1. Why is "empath" not a recognized clinical term? What does the research on empathy as a trait actually show?

2. What is the DSM-5's actual diagnosis for the behaviors popularly described as "psychopathy" or "sociopathy"? Why is the pop distinction between these terms unsupported?

3. What evidence exists for the Highly Sensitive Person concept, and what are its limitations?

4. Describe four situations where self-diagnosis through social media is helpful and four where it is harmful.

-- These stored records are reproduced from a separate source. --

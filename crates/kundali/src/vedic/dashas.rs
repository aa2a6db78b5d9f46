//! Vimshottari dasha calculations.
//!
//! The 120-year cycle is anchored on the Moon's nakshatra at birth: the
//! nakshatra's lord rules the first Major period, and the fraction of the
//! nakshatra already traversed is the fraction of that period already spent.

use serde::{Deserialize, Serialize};

use crate::body::Body;
use crate::vedic::nakshatra::{split_nakshatra, NAKSHATRA_SEGMENT_SIZE};

pub const VIMSHOTTARI_TOTAL_YEARS: f64 = 120.0;
pub const VIMSHOTTARI_YEAR_DAYS: f64 = 365.25;

/// Major periods walked before a lookup gives up.
pub const MAJOR_SEARCH_HORIZON: usize = 10;

type LordYears = (Body, f64);

pub const VIMSHOTTARI_SEQUENCE: [LordYears; 9] = [
    (Body::Ketu, 7.0),
    (Body::Venus, 20.0),
    (Body::Sun, 6.0),
    (Body::Moon, 10.0),
    (Body::Mars, 7.0),
    (Body::Rahu, 18.0),
    (Body::Jupiter, 16.0),
    (Body::Saturn, 19.0),
    (Body::Mercury, 17.0),
];

#[derive(Debug, Clone, Copy, PartialEq, Eq, Serialize, Deserialize)]
#[serde(rename_all = "lowercase")]
pub enum DashaLevel {
    Major,
    Sub,
}

#[derive(Debug, Clone, PartialEq, Serialize, Deserialize)]
pub struct DashaPeriod {
    pub lord: Body,
    #[serde(rename = "startJd")]
    pub start_jd: f64,
    #[serde(rename = "endJd")]
    pub end_jd: f64,
    pub level: DashaLevel,
    #[serde(default, skip_serializing_if = "Vec::is_empty")]
    pub children: Vec<DashaPeriod>,
}

impl DashaPeriod {
    pub fn duration_days(&self) -> f64 {
        self.end_jd - self.start_jd
    }

    /// Half-open containment: `[start, end)`.
    pub fn contains(&self, jd: f64) -> bool {
        jd >= self.start_jd && jd < self.end_jd
    }
}

/// Where the Moon's nakshatra places birth inside the first Major period.
#[derive(Debug, Clone, Copy, PartialEq, Serialize, Deserialize)]
#[serde(rename_all = "camelCase")]
pub struct BirthAnchor {
    pub birth_jd: f64,
    pub nakshatra_index: usize,
    pub lord_index: usize,
    pub elapsed_fraction: f64,
    pub elapsed_days: f64,
    /// Notional start of the first Major period; may precede birth.
    pub cycle_start_jd: f64,
}

impl BirthAnchor {
    pub fn first_lord(&self) -> Body {
        VIMSHOTTARI_SEQUENCE[self.lord_index].0
    }

    /// Days of the first Major period still to run at birth.
    pub fn balance_days(&self) -> f64 {
        major_days(self.lord_index) - self.elapsed_days
    }
}

/// Major and Sub lords ruling one instant.
#[derive(Debug, Clone, Copy, PartialEq, Eq, Serialize, Deserialize)]
pub struct DashaLords {
    pub major: Body,
    pub sub: Body,
}

fn major_days(lord_index: usize) -> f64 {
    VIMSHOTTARI_SEQUENCE[lord_index].1 * VIMSHOTTARI_YEAR_DAYS
}

pub fn compute_birth_anchor(birth_jd: f64, moon_longitude: f64) -> BirthAnchor {
    let (nakshatra_index, offset) = split_nakshatra(moon_longitude);
    let lord_index = nakshatra_index % VIMSHOTTARI_SEQUENCE.len();
    let elapsed_fraction = offset / NAKSHATRA_SEGMENT_SIZE;
    let elapsed_days = elapsed_fraction * major_days(lord_index);

    BirthAnchor {
        birth_jd,
        nakshatra_index,
        lord_index,
        elapsed_fraction,
        elapsed_days,
        cycle_start_jd: birth_jd - elapsed_days,
    }
}

/// Nine contiguous Sub periods filling `[start, end)`, starting at the Major lord.
fn sub_periods(major_index: usize, start: f64, end: f64) -> Vec<DashaPeriod> {
    let span = end - start;
    let count = VIMSHOTTARI_SEQUENCE.len();
    let mut children = Vec::with_capacity(count);
    let mut child_start = start;

    for offset in 0..count {
        let (lord, years) = VIMSHOTTARI_SEQUENCE[(major_index + offset) % count];
        let child_end = if offset + 1 == count {
            end
        } else {
            child_start + years / VIMSHOTTARI_TOTAL_YEARS * span
        };
        children.push(DashaPeriod {
            lord,
            start_jd: child_start,
            end_jd: child_end,
            level: DashaLevel::Sub,
            children: Vec::new(),
        });
        child_start = child_end;
    }

    children
}

/// Major and Sub lords in force at `event_jd`.
///
/// Walks at most [`MAJOR_SEARCH_HORIZON`] Major periods from the cycle start.
/// Returns `None` when the event precedes the cycle or lies past the horizon.
pub fn lords_at(anchor: &BirthAnchor, event_jd: f64) -> Option<DashaLords> {
    if !event_jd.is_finite() || event_jd < anchor.cycle_start_jd {
        return None;
    }

    let count = VIMSHOTTARI_SEQUENCE.len();
    let mut major_start = anchor.cycle_start_jd;

    for step in 0..MAJOR_SEARCH_HORIZON {
        let major_index = (anchor.lord_index + step) % count;
        let major_end = major_start + major_days(major_index);

        if event_jd < major_end {
            return sub_periods(major_index, major_start, major_end)
                .into_iter()
                .find(|sub| event_jd < sub.end_jd)
                .map(|sub| DashaLords {
                    major: VIMSHOTTARI_SEQUENCE[major_index].0,
                    sub: sub.lord,
                });
        }
        major_start = major_end;
    }

    None
}

/// One full 120-year cycle of Major periods, each carrying its Sub periods.
pub fn vimshottari_timeline(birth_jd: f64, moon_longitude: f64) -> Vec<DashaPeriod> {
    let anchor = compute_birth_anchor(birth_jd, moon_longitude);
    let count = VIMSHOTTARI_SEQUENCE.len();
    let mut periods = Vec::with_capacity(count);
    let mut start = anchor.cycle_start_jd;

    for offset in 0..count {
        let major_index = (anchor.lord_index + offset) % count;
        let end = start + major_days(major_index);
        periods.push(DashaPeriod {
            lord: VIMSHOTTARI_SEQUENCE[major_index].0,
            start_jd: start,
            end_jd: end,
            level: DashaLevel::Major,
            children: sub_periods(major_index, start, end),
        });
        start = end;
    }

    periods
}
//! Base (D1) chart assembly.

pub mod builder;
pub mod data;

pub use builder::{ketu_from_rahu, ChartBuilder};
pub use data::{Chart, ChartPoint};
//! Sidereal frame offsets.
//!
//! The offset is modelled as its J2000.0 value plus uniform precession,
//! which stays within a few arcseconds of the IAU-based values over the
//! centuries relevant to birth charts.

use crate::body::Body;
use crate::ephemeris::provider::EphemerisError;

pub const J2000_JD: f64 = 2_451_545.0;
pub const JULIAN_YEAR_DAYS: f64 = 365.25;

/// (name, offset at J2000.0 in degrees, rate in arcseconds per Julian year)
const AYANAMSAS: &[(&str, f64, f64)] = &[
    ("lahiri", 23.853_06, 50.2788),
    ("chitrapaksha", 23.853_06, 50.2788),
    ("tropical", 0.0, 0.0),
];

/// Offset in degrees to subtract from a tropical longitude at `jd_ut`.
pub fn ayanamsa_degrees(name: &str, jd_ut: f64) -> Result<f64, EphemerisError> {
    let (_, at_epoch, rate) = resolve_ayanamsa(name)?;
    let years = (jd_ut - J2000_JD) / JULIAN_YEAR_DAYS;
    Ok(at_epoch + years * rate / 3600.0)
}

/// Convert a tropical longitude into the named sidereal frame, in [0, 360).
pub fn to_sidereal(tropical_lon: f64, name: &str, jd_ut: f64) -> Result<f64, EphemerisError> {
    Ok(normalize_degrees(tropical_lon - ayanamsa_degrees(name, jd_ut)?))
}

fn resolve_ayanamsa(name: &str) -> Result<(&'static str, f64, f64), EphemerisError> {
    let lower = name.to_lowercase();
    AYANAMSAS
        .iter()
        .find(|(id, _, _)| *id == lower)
        .copied()
        .ok_or_else(|| EphemerisError::InvalidAyanamsa {
            ayanamsa: name.to_string(),
            valid: AYANAMSAS.iter().map(|(id, _, _)| id.to_string()).collect(),
        })
}

/// Normalize degrees to [0, 360).
pub fn normalize_degrees(value: f64) -> f64 {
    let normalized = value.rem_euclid(360.0);
    // rem_euclid can round up to exactly 360 for tiny negative inputs
    if normalized >= 360.0 {
        0.0
    } else {
        normalized
    }
}

/// Reject a provider-reported longitude outside [0, 360).
pub fn checked_longitude(body: Body, jd: f64, lon: f64) -> Result<f64, EphemerisError> {
    if !lon.is_finite() || !(0.0..360.0).contains(&lon) {
        return Err(EphemerisError::OutOfRange {
            body,
            jd,
            quantity: "longitude",
            value: lon,
        });
    }
    Ok(lon)
}

#[cfg(test)]
mod tests {
    use super::*;

    #[test]
    fn lahiri_near_known_values() {
        // 23°51' at J2000, roughly 24°11' by 2024
        let at_epoch = ayanamsa_degrees("lahiri", J2000_JD).unwrap();
        assert!((at_epoch - 23.853).abs() < 0.01);
        let later = ayanamsa_degrees("Lahiri", J2000_JD + 24.0 * JULIAN_YEAR_DAYS).unwrap();
        assert!((later - 24.188).abs() < 0.01);
    }

    #[test]
    fn unknown_ayanamsa_lists_valid_names() {
        match ayanamsa_degrees("galactic", J2000_JD) {
            Err(EphemerisError::InvalidAyanamsa { valid, .. }) => assert!(valid.contains(&"lahiri".to_string())),
            other => panic!("unexpected {:?}", other),
        }
    }

    #[test]
    fn sidereal_conversion_wraps() {
        let lon = to_sidereal(10.0, "lahiri", J2000_JD).unwrap();
        assert!((lon - (360.0 + 10.0 - 23.853_06)).abs() < 1e-9);
    }

    #[test]
    fn normalizes_into_range() {
        assert_eq!(normalize_degrees(360.0), 0.0);
        assert_eq!(normalize_degrees(-10.0), 350.0);
        assert_eq!(normalize_degrees(725.0), 5.0);
        assert!(normalize_degrees(-1e-18) < 360.0);
    }

    #[test]
    fn rejects_longitudes_outside_the_circle() {
        assert!(checked_longitude(Body::Sun, J2000_JD, f64::NAN).is_err());
        assert!(checked_longitude(Body::Sun, J2000_JD, f64::INFINITY).is_err());
        assert!(checked_longitude(Body::Sun, J2000_JD, 360.0).is_err());
        assert!(checked_longitude(Body::Sun, J2000_JD, -0.5).is_err());
        assert_eq!(checked_longitude(Body::Sun, J2000_JD, 0.0).unwrap(), 0.0);
        assert_eq!(checked_longitude(Body::Sun, J2000_JD, 359.9).unwrap(), 359.9);
    }
}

5. What is the "migration of clinical vocabulary into everyday identity"? Give three examples of clinical terms that have become identity labels.

Application

6. List all the psychological labels you currently use to describe yourself (introvert, HSP, empath, anxious-attached, neurodivergent, etc.). For each: - Is it a recognized clinical construct with evidence? - Did you learn it from a professional or from social media? - Does it describe a dimension or claim a discrete category?

7. Find a social media account focused on "empaths." Analyze five posts using the toolkit: - Do the described traits pass the Barnum test (would most people identify with them)? - Is any research cited? - Is "empath" treated as a validated construct or a folk concept?

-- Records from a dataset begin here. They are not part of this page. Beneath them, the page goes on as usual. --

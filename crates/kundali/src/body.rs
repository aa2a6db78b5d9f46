//! Chart bodies.

use serde::{Deserialize, Serialize};
use std::fmt;
use std::str::FromStr;

/// A point tracked in a chart: the Ascendant, the seven classical planets
/// and the two lunar nodes.
#[derive(Debug, Clone, Copy, PartialEq, Eq, PartialOrd, Ord, Hash, Serialize, Deserialize)]
#[serde(rename_all = "lowercase")]
pub enum Body {
    Ascendant,
    Sun,
    Moon,
    Mercury,
    Venus,
    Mars,
    Jupiter,
    Saturn,
    Rahu,
    Ketu,
}

impl Body {
    pub const ALL: [Body; 10] = [
        Body::Ascendant,
        Body::Sun,
        Body::Moon,
        Body::Mercury,
        Body::Venus,
        Body::Mars,
        Body::Jupiter,
        Body::Saturn,
        Body::Rahu,
        Body::Ketu,
    ];

    /// Bodies whose positions come straight from the ephemeris. Rahu is the
    /// lunar node; Ketu and the Ascendant are never queried as bodies.
    pub const QUERIED: [Body; 8] = [
        Body::Sun,
        Body::Moon,
        Body::Mercury,
        Body::Venus,
        Body::Mars,
        Body::Jupiter,
        Body::Saturn,
        Body::Rahu,
    ];

    pub fn id(&self) -> &'static str {
        match self {
            Body::Ascendant => "asc",
            Body::Sun => "sun",
            Body::Moon => "moon",
            Body::Mercury => "mercury",
            Body::Venus => "venus",
            Body::Mars => "mars",
            Body::Jupiter => "jupiter",
            Body::Saturn => "saturn",
            Body::Rahu => "rahu",
            Body::Ketu => "ketu",
        }
    }

    pub fn name(&self) -> &'static str {
        match self {
            Body::Ascendant => "Ascendant",
            Body::Sun => "Sun",
            Body::Moon => "Moon",
            Body::Mercury => "Mercury",
            Body::Venus => "Venus",
            Body::Mars => "Mars",
            Body::Jupiter => "Jupiter",
            Body::Saturn => "Saturn",
            Body::Rahu => "Rahu",
            Body::Ketu => "Ketu",
        }
    }
}

impl fmt::Display for Body {
    fn fmt(&self, f: &mut fmt::Formatter<'_>) -> fmt::Result {
        f.write_str(self.name())
    }
}

impl FromStr for Body {
    type Err = String;

    fn from_str(s: &str) -> Result<Self, Self::Err> {
        let lower = s.trim().to_lowercase();
        Body::ALL
            .iter()
            .copied()
            .find(|b| b.id() == lower || b.name().to_lowercase() == lower)
            .ok_or_else(|| format!("Unknown body: {}", s))
    }
}
pub mod dashas;
pub mod deities;
pub mod nakshatra;
pub mod signs;
pub mod vargas;

pub use dashas::{compute_birth_anchor, lords_at, vimshottari_timeline, BirthAnchor, DashaLevel, DashaLords, DashaPeriod};
pub use nakshatra::{annotate_chart_nakshatras, nakshatra_for_longitude, NakshatraPlacement};
pub use signs::SignPosition;
pub use vargas::{derive_varga_chart, VargaChart, VargaResult, VargaSpec};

8. Search for "am I a psychopath?" quizzes online. Take one. Then read the DSM-5 criteria for Antisocial Personality Disorder. How does the quiz compare to the actual diagnostic criteria?

9. Think of someone you've described (or been tempted to describe) using a clinical label (narcissist, sociopath, toxic, gaslighter). Rewrite your description of their behavior without using any clinical labels. Does the non-labeled description suggest different responses?

10. The chapter describes a therapy client arriving with TikTok-derived self-diagnoses. If you were the therapist, how would you: - Validate the client's experiences without reinforcing potentially inaccurate labels? - Transition from self-diagnosis to proper clinical assessment? - Explain the difference between social media content and professional evaluation?

Critical Thinking

11. The empath label has no clinical basis but provides genuine psychological value (identity, community, validation). Should psychology professionals actively discourage its use, or is the psychological value sufficient justification?

12. The HSP concept has some research support but overlaps substantially with neuroticism and introversion. When does a "new" personality concept represent genuine discovery vs. relabeling of existing constructs? How would you tell the difference?

13. Self-diagnosis of ADHD through social media has increased dramatically. Some of these self-diagnoses turn out to be accurate when professionally evaluated. Does this validate social media self-diagnosis as a first step, or does the high false-positive rate make it net harmful?

14. True crime culture has made "psychopath" and "sociopath" part of everyday vocabulary. Does this increased awareness help the public understand antisocial behavior, or does it distort understanding by creating a false category of "born evil" people?

15. The chapter argues that clinical labels "go viral because they satisfy identity needs, regardless of their accuracy." Is there a way to redesign mental health communication that preserves the identity value while improving the accuracy?

Fact-Check Portfolio

16. Review your 10 claims for any that involve diagnostic labels or clinical categories applied informally. For each: - Is the label clinically recognized? - Is the popular usage consistent with the clinical meaning? - Does concept creep apply? - Update your evidence rating.